◆ LISTED RECORDS ◆
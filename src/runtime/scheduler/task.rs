//! Task definitions for the scheduler.
//!
//! A task is one unit of resumable work. The scheduler stores tasks in an
//! arena keyed by [`TaskId`]; parent/child links are ids, never owning pointers.

use std::fmt;
use std::rc::Rc;

use smallvec::SmallVec;

use super::context::TaskContext;
use super::subscription::SubscriptionCore;
use crate::runtime::errors::{InvalidTransition, TaskError};

/// Unique task identifier.
#[derive(Debug, Clone, Copy, PartialEq, Eq, Hash, PartialOrd, Ord)]
pub struct TaskId(pub usize);

impl TaskId {
    /// Get the inner value.
    #[inline]
    pub fn inner(&self) -> usize {
        self.0
    }
}

impl From<usize> for TaskId {
    fn from(val: usize) -> Self {
        Self(val)
    }
}

impl From<TaskId> for usize {
    fn from(val: TaskId) -> Self {
        val.0
    }
}

impl fmt::Display for TaskId {
    fn fmt(
        &self,
        f: &mut fmt::Formatter<'_>,
    ) -> fmt::Result {
        write!(f, "Task({})", self.0)
    }
}

/// Task lifecycle state.
///
/// ```text
/// Created → Scheduled → Running → { Completed | Cancelled | Errored }
///    └──────────┴──────────────────→ Cancelled
/// ```
#[derive(Debug, Clone, Copy, PartialEq, Eq, Hash)]
pub enum TaskState {
    /// Task exists but has not been queued.
    Created,
    /// Task is queued and has never run.
    Scheduled,
    /// Task has run at least one step and is not finished.
    Running,
    /// Task reported completion and all its children are terminal.
    Completed,
    /// Task was cancelled, directly or through an ancestor.
    Cancelled,
    /// A fault escaped the task's work.
    Errored,
}

impl TaskState {
    /// Whether no further transition is possible.
    #[inline]
    pub fn is_terminal(&self) -> bool {
        matches!(self, TaskState::Completed | TaskState::Cancelled | TaskState::Errored)
    }

    /// Whether `next` is an edge of the lifecycle graph.
    pub fn can_transition_to(
        &self,
        next: TaskState,
    ) -> bool {
        use TaskState::*;
        matches!(
            (self, next),
            (Created, Scheduled)
                | (Created, Cancelled)
                | (Scheduled, Running)
                | (Scheduled, Cancelled)
                | (Running, Completed)
                | (Running, Cancelled)
                | (Running, Errored)
        )
    }
}

impl fmt::Display for TaskState {
    fn fmt(
        &self,
        f: &mut fmt::Formatter<'_>,
    ) -> fmt::Result {
        fmt::Debug::fmt(self, f)
    }
}

/// Number of priority classes.
pub const PRIORITY_COUNT: usize = 5;

/// Task priority classes, processed in declaration order.
#[derive(Debug, Clone, Copy, PartialEq, Eq, Hash, PartialOrd, Ord, Default)]
pub enum TaskPriority {
    /// Tasks that release other work (e.g. disposal).
    Highest = 0,
    /// Tasks likely to trigger many downstream tasks.
    High = 1,
    /// Default priority.
    #[default]
    Normal = 2,
    /// Tasks reflecting state onto non-reactive parts of an application.
    Low = 3,
    /// Everything else.
    Lowest = 4,
}

impl TaskPriority {
    /// All classes in processing order.
    pub const ALL: [TaskPriority; PRIORITY_COUNT] = [
        TaskPriority::Highest,
        TaskPriority::High,
        TaskPriority::Normal,
        TaskPriority::Low,
        TaskPriority::Lowest,
    ];

    /// Index into per-class queues.
    #[inline]
    pub fn index(&self) -> usize {
        *self as usize
    }
}

/// What a task reports after running one step.
#[derive(Debug, Clone, Copy, PartialEq, Eq)]
pub enum Step {
    /// Not done, run me again on a later tick.
    Yield,
    /// Done.
    Complete,
}

/// Result of one step of work.
pub type StepResult = Result<Step, TaskError>;

/// Resumable unit of work.
pub trait Work {
    /// Run until the next suspension point.
    fn step(
        &mut self,
        cx: &mut TaskContext<'_>,
    ) -> StepResult;
}

impl Work for Box<dyn Work> {
    fn step(
        &mut self,
        cx: &mut TaskContext<'_>,
    ) -> StepResult {
        (**self).step(cx)
    }
}

/// [`Work`] backed by a closure. Built by [`from_fn`].
pub struct FnWork<F> {
    f: F,
}

impl<F> Work for FnWork<F>
where
    F: FnMut(&mut TaskContext<'_>) -> StepResult,
{
    fn step(
        &mut self,
        cx: &mut TaskContext<'_>,
    ) -> StepResult {
        (self.f)(cx)
    }
}

impl<F> fmt::Debug for FnWork<F> {
    fn fmt(
        &self,
        f: &mut fmt::Formatter<'_>,
    ) -> fmt::Result {
        f.write_str("FnWork")
    }
}

/// Wrap a step closure as [`Work`].
#[inline]
pub fn from_fn<F>(f: F) -> FnWork<F>
where
    F: FnMut(&mut TaskContext<'_>) -> StepResult,
{
    FnWork { f }
}

/// Work that runs `f` once and completes.
pub fn once<F>(f: F) -> impl Work
where
    F: FnOnce(&mut TaskContext<'_>) -> Result<(), TaskError>,
{
    let mut f = Some(f);
    from_fn(move |cx| {
        if let Some(f) = f.take() {
            f(cx)?;
        }
        Ok(Step::Complete)
    })
}

/// Options accepted by `Scheduler::submit_with`.
#[derive(Debug, Clone, Default)]
pub struct TaskOptions {
    /// Diagnostic name. Dropped unless names are enabled.
    pub name: Option<String>,
    /// Priority class.
    pub priority: TaskPriority,
    /// Owning task.
    pub parent: Option<TaskId>,
}

impl TaskOptions {
    /// Create options with default values.
    pub fn new() -> Self {
        Self::default()
    }

    /// Set task name
    pub fn with_name(
        mut self,
        name: impl Into<String>,
    ) -> Self {
        self.name = Some(name.into());
        self
    }

    /// Set task priority
    pub fn with_priority(
        mut self,
        priority: TaskPriority,
    ) -> Self {
        self.priority = priority;
        self
    }

    /// Set parent task
    pub fn with_parent(
        mut self,
        parent: TaskId,
    ) -> Self {
        self.parent = Some(parent);
        self
    }
}

/// Arena record of a live task.
pub(crate) struct Task {
    id: TaskId,
    priority: TaskPriority,
    parent: Option<TaskId>,
    children: SmallVec<[TaskId; 4]>,
    execution_count: u32,
    /// Taken out while a step runs, dropped once the task stops running.
    work: Option<Box<dyn Work>>,
    /// Set when the work reported completion but children are still live.
    completion_pending: bool,
    /// Not subject to runaway detection (timeout tasks).
    runaway_exempt: bool,
    /// Shared with every `Subscription` clone. Holds the state and the name.
    subscription: Rc<SubscriptionCore>,
}

impl fmt::Debug for Task {
    fn fmt(
        &self,
        f: &mut fmt::Formatter<'_>,
    ) -> fmt::Result {
        f.debug_struct("Task")
            .field("id", &self.id)
            .field("name", &self.name())
            .field("state", &self.state())
            .field("priority", &self.priority)
            .field("parent", &self.parent)
            .field("children", &self.children)
            .field("execution_count", &self.execution_count)
            .field("completion_pending", &self.completion_pending)
            .finish()
    }
}

impl Task {
    pub(crate) fn new(
        id: TaskId,
        priority: TaskPriority,
        parent: Option<TaskId>,
        work: Box<dyn Work>,
        subscription: Rc<SubscriptionCore>,
    ) -> Self {
        Self {
            id,
            priority,
            parent,
            children: SmallVec::new(),
            execution_count: 0,
            work: Some(work),
            completion_pending: false,
            runaway_exempt: false,
            subscription,
        }
    }

    #[inline]
    pub(crate) fn name(&self) -> Option<&str> {
        self.subscription.name()
    }

    #[inline]
    pub(crate) fn state(&self) -> TaskState {
        self.subscription.state()
    }

    #[inline]
    pub(crate) fn priority(&self) -> TaskPriority {
        self.priority
    }

    #[inline]
    pub(crate) fn parent(&self) -> Option<TaskId> {
        self.parent
    }

    #[inline]
    pub(crate) fn children(&self) -> &[TaskId] {
        &self.children
    }

    pub(crate) fn add_child(
        &mut self,
        child: TaskId,
    ) {
        if !self.children.contains(&child) {
            self.children.push(child);
        }
    }

    pub(crate) fn remove_child(
        &mut self,
        child: TaskId,
    ) {
        self.children.retain(|c| *c != child);
    }

    #[inline]
    pub(crate) fn execution_count(&self) -> u32 {
        self.execution_count
    }

    /// Count one more yield, returning the new count.
    pub(crate) fn record_execution(&mut self) -> u32 {
        self.execution_count = self.execution_count.saturating_add(1);
        self.execution_count
    }

    pub(crate) fn reset_execution_count(&mut self) {
        self.execution_count = 0;
    }

    #[inline]
    pub(crate) fn is_completion_pending(&self) -> bool {
        self.completion_pending
    }

    pub(crate) fn mark_completion_pending(&mut self) {
        self.completion_pending = true;
    }

    #[inline]
    pub(crate) fn is_runaway_exempt(&self) -> bool {
        self.runaway_exempt
    }

    pub(crate) fn exempt_from_runaway(&mut self) {
        self.runaway_exempt = true;
    }

    pub(crate) fn take_work(&mut self) -> Option<Box<dyn Work>> {
        self.work.take()
    }

    pub(crate) fn restore_work(
        &mut self,
        work: Box<dyn Work>,
    ) {
        self.work = Some(work);
    }

    #[inline]
    pub(crate) fn subscription(&self) -> &Rc<SubscriptionCore> {
        &self.subscription
    }

    /// Move along the lifecycle graph.
    pub(crate) fn transition(
        &self,
        to: TaskState,
    ) -> Result<(), InvalidTransition> {
        self.subscription.transition(to)
    }
}

/// Iterator for generating task IDs.
#[derive(Debug)]
pub struct TaskIdGenerator {
    next_id: usize,
}

impl TaskIdGenerator {
    /// Create a new task ID generator.
    #[inline]
    pub fn new() -> Self {
        Self { next_id: 0 }
    }

    /// Generate the next task ID.
    #[inline]
    #[allow(clippy::should_implement_trait)]
    pub fn next(&mut self) -> TaskId {
        let id = self.next_id;
        self.next_id += 1;
        TaskId(id)
    }
}

impl Default for TaskIdGenerator {
    fn default() -> Self {
        Self::new()
    }
}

◆ WORK REQUEST ◆
Could you repeat exactly the lines in the listing above from the one with "pub(crate) fn parent(&self)" down to the one with "pub struct TaskIdGenerator"? Include both of those lines.

◆ ANSWER TO THE PROBLEM ◆
    pub(crate) fn parent(&self) -> Option<TaskId> {
        self.parent
    }

    #[inline]
    pub(crate) fn children(&self) -> &[TaskId] {
        &self.children
    }

    pub(crate) fn add_child(
        &mut self,
        child: TaskId,
    ) {
        if !self.children.contains(&child) {
            self.children.push(child);
        }
    }

    pub(crate) fn remove_child(
        &mut self,
        child: TaskId,
    ) {
        self.children.retain(|c| *c != child);
    }

    #[inline]
    pub(crate) fn execution_count(&self) -> u32 {
        self.execution_count
    }

    /// Count one more yield, returning the new count.
    pub(crate) fn record_execution(&mut self) -> u32 {
        self.execution_count = self.execution_count.saturating_add(1);
        self.execution_count
    }

    pub(crate) fn reset_execution_count(&mut self) {
        self.execution_count = 0;
    }

    #[inline]
    pub(crate) fn is_completion_pending(&self) -> bool {
        self.completion_pending
    }

    pub(crate) fn mark_completion_pending(&mut self) {
        self.completion_pending = true;
    }

    #[inline]
    pub(crate) fn is_runaway_exempt(&self) -> bool {
        self.runaway_exempt
    }

    pub(crate) fn exempt_from_runaway(&mut self) {
        self.runaway_exempt = true;
    }

    pub(crate) fn take_work(&mut self) -> Option<Box<dyn Work>> {
        self.work.take()
    }

    pub(crate) fn restore_work(
        &mut self,
        work: Box<dyn Work>,
    ) {
        self.work = Some(work);
    }

    #[inline]
    pub(crate) fn subscription(&self) -> &Rc<SubscriptionCore> {
        &self.subscription
    }

    /// Move along the lifecycle graph.
    pub(crate) fn transition(
        &self,
        to: TaskState,
    ) -> Result<(), InvalidTransition> {
        self.subscription.transition(to)
    }
}

/// Iterator for generating task IDs.
#[derive(Debug)]
pub struct TaskIdGenerator {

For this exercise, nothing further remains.